1. At $x = -2$: There is an open circle on the graph, indicating a hole, meaning $f(x)$ is not continuous here.

2. At $x = -1$: A vertical asymptote is present at $x = -1$, implying a discontinuity.

3. At $x = 0$: The graph has an open circle at $x = 0$ and no connected value, meaning a discontinuity at this point as well.

4. At $x = 1$: There's no indication of discontinuity.
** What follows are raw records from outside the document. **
//! Listener key names to injector key names
//!
//! The event log stores whatever text the input listener produced for a key:
//! either a printable character (sometimes wrapped in single quotes, `'a'`)
//! or a named key such as `Key.space`. Replay maps the named keys through a
//! closed table and passes printable characters through unquoted.

use crate::types::MouseButton;

/// Named keys understood by the replay injector
#[derive(Debug, Clone, Copy, PartialEq, Eq, Hash)]
pub enum SpecialKey {
    Space,
    Enter,
    Esc,
    Tab,
    Backspace,
    Delete,
    Shift,
    ShiftLeft,
    ShiftRight,
    Ctrl,
    CtrlLeft,
    CtrlRight,
    Alt,
    AltLeft,
    AltRight,
    AltGr,
    Up,
    Down,
    Left,
    Right,
    PageUp,
    PageDown,
    Home,
    End,
    CapsLock,
    Cmd,
    CmdRight,
    Insert,
    Menu,
    NumLock,
    ScrollLock,
    PrintScreen,
    Pause,
    F(u8),
}

/// `Key.<name>` suffix and canonical injector name for every fixed key
const KEY_TABLE: &[(&str, SpecialKey, &str)] = &[
    ("space", SpecialKey::Space, "space"),
    ("enter", SpecialKey::Enter, "enter"),
    ("esc", SpecialKey::Esc, "esc"),
    ("tab", SpecialKey::Tab, "tab"),
    ("backspace", SpecialKey::Backspace, "backspace"),
    ("delete", SpecialKey::Delete, "delete"),
    ("shift", SpecialKey::Shift, "shift"),
    ("shift_l", SpecialKey::ShiftLeft, "shiftleft"),
    ("shift_r", SpecialKey::ShiftRight, "shiftright"),
    ("ctrl", SpecialKey::Ctrl, "ctrl"),
    ("ctrl_l", SpecialKey::CtrlLeft, "ctrlleft"),
    ("ctrl_r", SpecialKey::CtrlRight, "ctrlright"),
    ("alt", SpecialKey::Alt, "alt"),
    ("alt_l", SpecialKey::AltLeft, "altleft"),
    ("alt_r", SpecialKey::AltRight, "altright"),
    ("alt_gr", SpecialKey::AltGr, "altright"),
    ("up", SpecialKey::Up, "up"),
    ("down", SpecialKey::Down, "down"),
    ("left", SpecialKey::Left, "left"),
    ("right", SpecialKey::Right, "right"),
    ("page_up", SpecialKey::PageUp, "pageup"),
    ("page_down", SpecialKey::PageDown, "pagedown"),
    ("home", SpecialKey::Home, "home"),
    ("end", SpecialKey::End, "end"),
    ("caps_lock", SpecialKey::CapsLock, "capslock"),
    ("cmd", SpecialKey::Cmd, "win"),
    ("cmd_l", SpecialKey::Cmd, "win"),
    ("cmd_r", SpecialKey::CmdRight, "winright"),
    ("insert", SpecialKey::Insert, "insert"),
    ("menu", SpecialKey::Menu, "apps"),
    ("num_lock", SpecialKey::NumLock, "numlock"),
    ("scroll_lock", SpecialKey::ScrollLock, "scrolllock"),
    ("print_screen", SpecialKey::PrintScreen, "printscreen"),
    ("pause", SpecialKey::Pause, "pause"),
];

impl SpecialKey {
    /// Parse a listener name such as `Key.page_up` or `Key.f5`
    pub fn from_raw(raw: &str) -> Option<Self> {
        let name = raw.strip_prefix("Key.")?;
        if let Some((_, key, _)) = KEY_TABLE.iter().find(|(n, _, _)| *n == name) {
            return Some(*key);
        }
        let number = name.strip_prefix('f')?.parse::<u8>().ok()?;
        (1..=24).contains(&number).then_some(SpecialKey::F(number))
    }

    /// Listener name written to event logs
    pub fn raw_name(&self) -> String {
        match self {
            SpecialKey::F(n) => format!("Key.f{}", n),
            other => KEY_TABLE
                .iter()
                .find(|(_, key, _)| key == other)
                .map(|(name, _, _)| format!("Key.{}", name))
                .unwrap_or_default(),
        }
    }

    /// Name understood by the injection sink
    pub fn injector_name(&self) -> String {
        match self {
            SpecialKey::F(n) => format!("f{}", n),
            other => KEY_TABLE
                .iter()
                .find(|(_, key, _)| key == other)
                .map(|(_, _, injector)| injector.to_string())
                .unwrap_or_default(),
        }
    }
}

/// Every named key the injector may be asked for
pub fn injector_key_names() -> impl Iterator<Item = String> {
    KEY_TABLE
        .iter()
        .map(|(_, key, _)| key.injector_name())
        .chain((1..=24).map(|n| SpecialKey::F(n).injector_name()))
}

/// Translate a raw logged key to the injector's key name
///
/// Named keys go through [`SpecialKey`]; anything else is passed through
/// with surrounding single quotes removed.
pub fn translate_key(raw: &str) -> String {
    if let Some(key) = SpecialKey::from_raw(raw) {
        return key.injector_name();
    }
    let stripped = raw.trim_matches('\'');
    if stripped.is_empty() {
        // A quoted quote character: "'''"
        raw.chars().next().map(String::from).unwrap_or_default()
    } else {
        stripped.to_string()
    }
}

/// Translate a raw logged button name to the injector's button name
pub fn translate_button(raw: &str) -> &'static str {
    MouseButton::from_raw(raw).injector_name()
}
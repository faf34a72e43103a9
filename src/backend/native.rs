//! OS-backed devices (feature `native`)
//!
//! - [`RdevListener`] - Global keyboard/mouse hook via `rdev::listen`
//! - [`RdevInjector`] - Input synthesis via `rdev::simulate`
//! - [`XcapGrabber`] - Monitor enumeration and screenshots via `xcap`
//!
//! `rdev::listen` never returns, so the hook thread is started once per
//! process and routes events to whichever session sink is currently
//! installed.

use std::sync::{Arc, Mutex, OnceLock};
use std::time::Duration;

use rdev::{Button, EventType, Key};

use crate::error::{ReplayKitError, Result};
use crate::session::InputSink;

use super::device_trait::{
    CaptureTarget, Frame, InputInjector, InputListener, MonitorInfo, RawInput, ScreenGrabber,
};

// ==================== Listener ====================

type SinkSlot = Arc<Mutex<Option<InputSink>>>;

struct HookState {
    slot: SinkSlot,
    mouse: Mutex<(i32, i32)>,
}

static HOOK: OnceLock<Arc<HookState>> = OnceLock::new();

fn hook() -> Arc<HookState> {
    HOOK.get_or_init(|| {
        let state = Arc::new(HookState {
            slot: Arc::new(Mutex::new(None)),
            mouse: Mutex::new((0, 0)),
        });
        let hook_state = state.clone();
        let spawned = std::thread::Builder::new()
            .name("rdev-hook".to_string())
            .spawn(move || {
                if let Err(error) = rdev::listen(move |event| hook_state.dispatch(event)) {
                    tracing::error!("Global input hook failed: {:?}", error);
                }
            });
        if let Err(e) = spawned {
            tracing::error!("Failed to spawn input hook thread: {}", e);
        }
        state
    })
    .clone()
}

impl HookState {
    fn dispatch(&self, event: rdev::Event) {
        let raw = match event.event_type {
            EventType::MouseMove { x, y } => {
                let pos = (x as i32, y as i32);
                if let Ok(mut mouse) = self.mouse.lock() {
                    *mouse = pos;
                }
                RawInput::MouseMove { x: pos.0, y: pos.1 }
            }
            EventType::ButtonPress(button) | EventType::ButtonRelease(button) => {
                let (x, y) = self.mouse_position();
                RawInput::MouseClick {
                    x,
                    y,
                    button: button_name(button).to_string(),
                    pressed: matches!(event.event_type, EventType::ButtonPress(_)),
                }
            }
            EventType::Wheel { delta_x, delta_y } => {
                let (x, y) = self.mouse_position();
                RawInput::MouseScroll {
                    x,
                    y,
                    dx: delta_x as i32,
                    dy: delta_y as i32,
                }
            }
            EventType::KeyPress(key) => RawInput::KeyPress(key_name(key, event.name.as_deref())),
            EventType::KeyRelease(key) => RawInput::KeyRelease(key_name(key, None)),
        };

        let sink = self.slot.lock().ok().and_then(|slot| slot.clone());
        if let Some(sink) = sink {
            sink.emit(raw);
        }
    }

    fn mouse_position(&self) -> (i32, i32) {
        self.mouse.lock().map(|m| *m).unwrap_or((0, 0))
    }
}

fn button_name(button: Button) -> &'static str {
    match button {
        Button::Left => "Button.left",
        Button::Right => "Button.right",
        Button::Middle => "Button.middle",
        Button::Unknown(_) => "Button.unknown",
    }
}

/// rdev keys with a listener name of the form `Key.<name>`
const NAMED_KEYS: &[(Key, &str)] = &[
    (Key::Space, "space"),
    (Key::Return, "enter"),
    (Key::KpReturn, "enter"),
    (Key::Escape, "esc"),
    (Key::Tab, "tab"),
    (Key::Backspace, "backspace"),
    (Key::Delete, "delete"),
    (Key::ShiftLeft, "shift"),
    (Key::ShiftRight, "shift_r"),
    (Key::ControlLeft, "ctrl_l"),
    (Key::ControlRight, "ctrl_r"),
    (Key::Alt, "alt_l"),
    (Key::AltGr, "alt_gr"),
    (Key::UpArrow, "up"),
    (Key::DownArrow, "down"),
    (Key::LeftArrow, "left"),
    (Key::RightArrow, "right"),
    (Key::PageUp, "page_up"),
    (Key::PageDown, "page_down"),
    (Key::Home, "home"),
    (Key::End, "end"),
    (Key::CapsLock, "caps_lock"),
    (Key::MetaLeft, "cmd"),
    (Key::MetaRight, "cmd_r"),
    (Key::Insert, "insert"),
    (Key::NumLock, "num_lock"),
    (Key::ScrollLock, "scroll_lock"),
    (Key::PrintScreen, "print_screen"),
    (Key::Pause, "pause"),
    (Key::F1, "f1"),
    (Key::F2, "f2"),
    (Key::F3, "f3"),
    (Key::F4, "f4"),
    (Key::F5, "f5"),
    (Key::F6, "f6"),
    (Key::F7, "f7"),
    (Key::F8, "f8"),
    (Key::F9, "f9"),
    (Key::F10, "f10"),
    (Key::F11, "f11"),
    (Key::F12, "f12"),
];

/// rdev keys for unshifted printable characters
const CHAR_KEYS: &[(Key, char)] = &[
    (Key::KeyA, 'a'),
    (Key::KeyB, 'b'),
    (Key::KeyC, 'c'),
    (Key::KeyD, 'd'),
    (Key::KeyE, 'e'),
    (Key::KeyF, 'f'),
    (Key::KeyG, 'g'),
    (Key::KeyH, 'h'),
    (Key::KeyI, 'i'),
    (Key::KeyJ, 'j'),
    (Key::KeyK, 'k'),
    (Key::KeyL, 'l'),
    (Key::KeyM, 'm'),
    (Key::KeyN, 'n'),
    (Key::KeyO, 'o'),
    (Key::KeyP, 'p'),
    (Key::KeyQ, 'q'),
    (Key::KeyR, 'r'),
    (Key::KeyS, 's'),
    (Key::KeyT, 't'),
    (Key::KeyU, 'u'),
    (Key::KeyV, 'v'),
    (Key::KeyW, 'w'),
    (Key::KeyX, 'x'),
    (Key::KeyY, 'y'),
    (Key::KeyZ, 'z'),
    (Key::Num0, '0'),
    (Key::Num1, '1'),
    (Key::Num2, '2'),
    (Key::Num3, '3'),
    (Key::Num4, '4'),
    (Key::Num5, '5'),
    (Key::Num6, '6'),
    (Key::Num7, '7'),
    (Key::Num8, '8'),
    (Key::Num9, '9'),
    (Key::Minus, '-'),
    (Key::Equal, '='),
    (Key::LeftBracket, '['),
    (Key::RightBracket, ']'),
    (Key::SemiColon, ';'),
    (Key::Quote, '\''),
    (Key::BackSlash, '\\'),
    (Key::Comma, ','),
    (Key::Dot, '.'),
    (Key::Slash, '/'),
    (Key::BackQuote, '`'),
];

/// Listener-style name for a key: `Key.<name>` or a quoted character
fn key_name(key: Key, typed: Option<&str>) -> String {
    if let Some((_, name)) = NAMED_KEYS.iter().find(|(k, _)| *k == key) {
        return format!("Key.{}", name);
    }
    let typed = typed
        .and_then(|t| {
            let mut chars = t.chars();
            match (chars.next(), chars.next()) {
                (Some(c), None) if !c.is_control() => Some(c),
                _ => None,
            }
        })
        .or_else(|| CHAR_KEYS.iter().find(|(k, _)| *k == key).map(|(_, c)| *c));
    match typed {
        Some(c) => format!("'{}'", c),
        None => format!("Key.{}", format!("{:?}", key).to_lowercase()),
    }
}

/// rdev key for an injector key name
fn named_key(name: &str) -> Option<Key> {
    let key = match name {
        "space" => Key::Space,
        "enter" => Key::Return,
        "esc" => Key::Escape,
        "tab" => Key::Tab,
        "backspace" => Key::Backspace,
        "delete" => Key::Delete,
        "shift" | "shiftleft" => Key::ShiftLeft,
        "shiftright" => Key::ShiftRight,
        "ctrl" | "ctrlleft" => Key::ControlLeft,
        "ctrlright" => Key::ControlRight,
        "alt" | "altleft" => Key::Alt,
        "altright" => Key::AltGr,
        "up" => Key::UpArrow,
        "down" => Key::DownArrow,
        "left" => Key::LeftArrow,
        "right" => Key::RightArrow,
        "pageup" => Key::PageUp,
        "pagedown" => Key::PageDown,
        "home" => Key::Home,
        "end" => Key::End,
        "capslock" => Key::CapsLock,
        "win" => Key::MetaLeft,
        "winright" => Key::MetaRight,
        "insert" => Key::Insert,
        "numlock" => Key::NumLock,
        "scrolllock" => Key::ScrollLock,
        "printscreen" => Key::PrintScreen,
        "pause" => Key::Pause,
        "f1" => Key::F1,
        "f2" => Key::F2,
        "f3" => Key::F3,
        "f4" => Key::F4,
        "f5" => Key::F5,
        "f6" => Key::F6,
        "f7" => Key::F7,
        "f8" => Key::F8,
        "f9" => Key::F9,
        "f10" => Key::F10,
        "f11" => Key::F11,
        "f12" => Key::F12,
        other => return platform_key(other).map(Key::Unknown),
    };
    Some(key)
}

/// Keys rdev has no variant for, as raw platform key codes
///
/// Windows takes virtual-key codes, X11 takes keycodes.
#[cfg(target_os = "windows")]
fn platform_key(name: &str) -> Option<u32> {
    match name {
        "apps" => Some(0x5D),
        _ => function_key_number(name).map(|n| 0x7C + (n - 13)),
    }
}

#[cfg(target_os = "linux")]
fn platform_key(name: &str) -> Option<u32> {
    match name {
        "apps" => Some(135),
        _ => function_key_number(name).map(|n| 191 + (n - 13)),
    }
}

#[cfg(target_os = "macos")]
fn platform_key(name: &str) -> Option<u32> {
    // No Menu key and no F21-F24 on macOS keyboards
    const CODES: [u32; 8] = [0x69, 0x6B, 0x71, 0x6A, 0x40, 0x4F, 0x50, 0x5A];
    let n = function_key_number(name)?;
    CODES.get((n - 13) as usize).copied()
}

/// `13..=24` for `f13`..`f24`
fn function_key_number(name: &str) -> Option<u32> {
    let n = name.strip_prefix('f')?.parse::<u32>().ok()?;
    (13..=24).contains(&n).then_some(n)
}

/// Global keyboard and mouse listener
///
/// Keyboard and mouse arrive through the same OS hook, so one instance
/// covers both listener roles.
pub struct RdevListener {
    name: String,
}

impl RdevListener {
    pub fn new(name: impl Into<String>) -> Self {
        Self { name: name.into() }
    }
}

impl InputListener for RdevListener {
    fn name(&self) -> &str {
        &self.name
    }

    fn start(&mut self, sink: InputSink) -> Result<()> {
        let state = hook();
        let mut slot = state
            .slot
            .lock()
            .map_err(|_| ReplayKitError::Listener("input hook state poisoned".to_string()))?;
        *slot = Some(sink);
        tracing::debug!("{} attached to global input hook", self.name);
        Ok(())
    }

    fn stop(&mut self) {
        if let Some(state) = HOOK.get() {
            if let Ok(mut slot) = state.slot.lock() {
                *slot = None;
            }
        }
        tracing::debug!("{} detached from global input hook", self.name);
    }
}

// ==================== Injector ====================

/// Synthesizes input through `rdev::simulate`
pub struct RdevInjector {
    /// Delay after each simulated event so the OS can process it
    settle: Duration,
}

impl RdevInjector {
    pub fn new() -> Self {
        Self {
            settle: Duration::from_millis(2),
        }
    }

    fn send(&self, event: EventType) -> Result<()> {
        rdev::simulate(&event)
            .map_err(|e| ReplayKitError::Injection(format!("{:?} rejected: {:?}", event, e)))?;
        std::thread::sleep(self.settle);
        Ok(())
    }

    fn key(name: &str) -> Result<Key> {
        if let Some(key) = named_key(name) {
            return Ok(key);
        }
        let mut chars = name.chars();
        if let (Some(c), None) = (chars.next(), chars.next()) {
            let lower = c.to_ascii_lowercase();
            if let Some((key, _)) = CHAR_KEYS.iter().find(|(_, ch)| *ch == lower) {
                return Ok(*key);
            }
        }
        Err(ReplayKitError::Injection(format!("No key for '{}'", name)))
    }

    fn button(name: &str) -> Button {
        match name {
            "right" => Button::Right,
            "middle" => Button::Middle,
            _ => Button::Left,
        }
    }
}

impl Default for RdevInjector {
    fn default() -> Self {
        Self::new()
    }
}

impl InputInjector for RdevInjector {
    fn screen_size(&mut self) -> Result<(u32, u32)> {
        let (w, h) = rdev::display_size()
            .map_err(|e| ReplayKitError::Injection(format!("display size: {:?}", e)))?;
        Ok((w as u32, h as u32))
    }

    fn move_to(&mut self, x: i32, y: i32) -> Result<()> {
        self.send(EventType::MouseMove {
            x: f64::from(x),
            y: f64::from(y),
        })
    }

    fn key_down(&mut self, key: &str) -> Result<()> {
        self.send(EventType::KeyPress(Self::key(key)?))
    }

    fn key_up(&mut self, key: &str) -> Result<()> {
        self.send(EventType::KeyRelease(Self::key(key)?))
    }

    fn mouse_down(&mut self, x: i32, y: i32, button: &str) -> Result<()> {
        self.move_to(x, y)?;
        self.send(EventType::ButtonPress(Self::button(button)))
    }

    fn mouse_up(&mut self, x: i32, y: i32, button: &str) -> Result<()> {
        self.move_to(x, y)?;
        self.send(EventType::ButtonRelease(Self::button(button)))
    }

    fn scroll(&mut self, dx: i32, dy: i32, x: i32, y: i32) -> Result<()> {
        self.move_to(x, y)?;
        self.send(EventType::Wheel {
            delta_x: i64::from(dx),
            delta_y: i64::from(dy),
        })
    }
}

// ==================== Grabber ====================

/// Screenshots through `xcap`
#[derive(Default)]
pub struct XcapGrabber;

impl XcapGrabber {
    pub fn new() -> Self {
        Self
    }

    fn all() -> Result<Vec<xcap::Monitor>> {
        xcap::Monitor::all().map_err(|e| ReplayKitError::Capture(format!("{:?}", e)))
    }

    fn info(monitor: &xcap::Monitor) -> MonitorInfo {
        MonitorInfo::new(monitor.x(), monitor.y(), monitor.width(), monitor.height())
    }
}

/// Convert a tightly packed RGBA buffer to BGRA, cropped to a sub-rectangle
fn crop_to_bgra(
    rgba: &[u8],
    stride_px: u32,
    left: u32,
    top: u32,
    width: u32,
    height: u32,
) -> Vec<u8> {
    let mut out = Vec::with_capacity(width as usize * height as usize * 4);
    for row in top..top + height {
        let start = (row as usize * stride_px as usize + left as usize) * 4;
        let end = start + width as usize * 4;
        for px in rgba[start..end].chunks_exact(4) {
            out.extend_from_slice(&[px[2], px[1], px[0], px[3]]);
        }
    }
    out
}

impl ScreenGrabber for XcapGrabber {
    fn monitors(&mut self) -> Result<Vec<MonitorInfo>> {
        Ok(Self::all()?.iter().map(Self::info).collect())
    }

    fn grab(&mut self, target: &CaptureTarget) -> Result<Frame> {
        let monitors = Self::all()?;
        let (monitor, left, top, width, height) = match target {
            CaptureTarget::Monitor(n) => {
                let monitor = monitors.get(n.saturating_sub(1)).ok_or_else(|| {
                    ReplayKitError::Capture(format!("Monitor {} not found", n))
                })?;
                (monitor, 0, 0, monitor.width(), monitor.height())
            }
            CaptureTarget::Region(region) => {
                let monitor = monitors
                    .iter()
                    .find(|m| {
                        region.left >= m.x()
                            && region.top >= m.y()
                            && region.left + region.width as i32 <= m.x() + m.width() as i32
                            && region.top + region.height as i32 <= m.y() + m.height() as i32
                    })
                    .ok_or_else(|| {
                        ReplayKitError::Capture(format!(
                            "Region {}x{} at ({}, {}) is not on a single monitor",
                            region.width, region.height, region.left, region.top
                        ))
                    })?;
                (
                    monitor,
                    (region.left - monitor.x()) as u32,
                    (region.top - monitor.y()) as u32,
                    region.width,
                    region.height,
                )
            }
        };

        let image = monitor
            .capture_image()
            .map_err(|e| ReplayKitError::Capture(format!("{:?}", e)))?;
        if left + width > image.width() || top + height > image.height() {
            return Err(ReplayKitError::Capture(format!(
                "Screenshot {}x{} smaller than requested area",
                image.width(),
                image.height()
            )));
        }

        Ok(Frame {
            width,
            height,
            data: crop_to_bgra(image.as_raw(), image.width(), left, top, width, height),
        })
    }
}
The function is continuous at this point.

5. At $x = 2$: An open circle is seen at $x = 2$, implying another discontinuity.

6. At $x = 4$: No discontinuity is observed here, as the function appears continuous.

Conclusion:

The function is not continuous at the following $x$-values:

• $x = -2$
• $x = -1$
• $x = 0$
• $x = 2$

Therefore, the correct answers are:

• $x = -2$
• $x = -1$
• $x = 0$
• $x = 2$

Would you like more details or further explanations?

Here are 5 related questions:

1. What are the types of discontinuities in a function?
2. How can we determine whether a function is continuous at a specific point?
3. What is the difference between a removable discontinuity and a jump discontinuity?
4. How do vertical asymptotes affect the continuity of a function?
5. Can a function have discontinuities and still be differentiable elsewhere?

Tip: A function is continuous at a point $x = a$ if $\lim_{x \to a} f(x) = f(a)$.